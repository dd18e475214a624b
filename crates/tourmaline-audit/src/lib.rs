//! # tourmaline-audit: Password Policy Engine
//!
//! Validates candidate passwords against a tenant-configured strength
//! policy: length, character classes, excluded keywords and profile
//! fields, and a guessability score.
//!
//! ## Check order
//!
//! Checks run in a fixed order and stop at the first violation:
//!
//! 1. Minimum length
//! 2. Uppercase required
//! 3. Lowercase required
//! 4. Digit required
//! 5. Symbol required
//! 6. Excluded keywords (literal, case-insensitive containment)
//! 7. Excluded profile fields (string-valued fields re-run as keywords)
//! 8. Guessability level (0 weakest .. 4 strongest)
//!
//! A check whose requirement is unconfigured (flag false, list empty,
//! level 0) is skipped entirely, not evaluated-and-ignored. A violation is
//! a value carrying a stable kind plus a structured context map for the
//! API-error layer -- validation never panics and never treats an absent
//! requirement as a fault.
//!
//! ## Examples
//!
//! ```
//! use tourmaline_audit::{PasswordPolicy, PolicyViolation};
//!
//! let policy = PasswordPolicy::new()
//!     .with_min_length(8)
//!     .with_digit_required(true);
//!
//! assert_eq!(
//!     policy.validate("hunter", None),
//!     Err(PolicyViolation::TooShort { min_length: 8, pw_length: 6 })
//! );
//! assert_eq!(policy.validate("correct horse 1", None), Ok(()));
//! ```
//!
//! ## Guessability
//!
//! The strength score is produced by a [`GuessabilityEstimator`] -- an
//! injected capability, so a dedicated estimator can replace the built-in
//! [`EntropyEstimator`] without touching the engine's control flow.

mod guessability;
mod policy;
mod violation;

pub use guessability::{EntropyEstimator, GUESSABILITY_MAX, GuessabilityEstimator};
pub use policy::PasswordPolicy;
pub use violation::PolicyViolation;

▶ _Exercise description_:
Please repeat the line that contains "mod guessability;" and every line after it through the end of the material above, exactly and with nothing added.

▶ _Expected output_:
mod guessability;
mod policy;
mod violation;

pub use guessability::{EntropyEstimator, GUESSABILITY_MAX, GuessabilityEstimator};
pub use policy::PasswordPolicy;
pub use violation::PolicyViolation;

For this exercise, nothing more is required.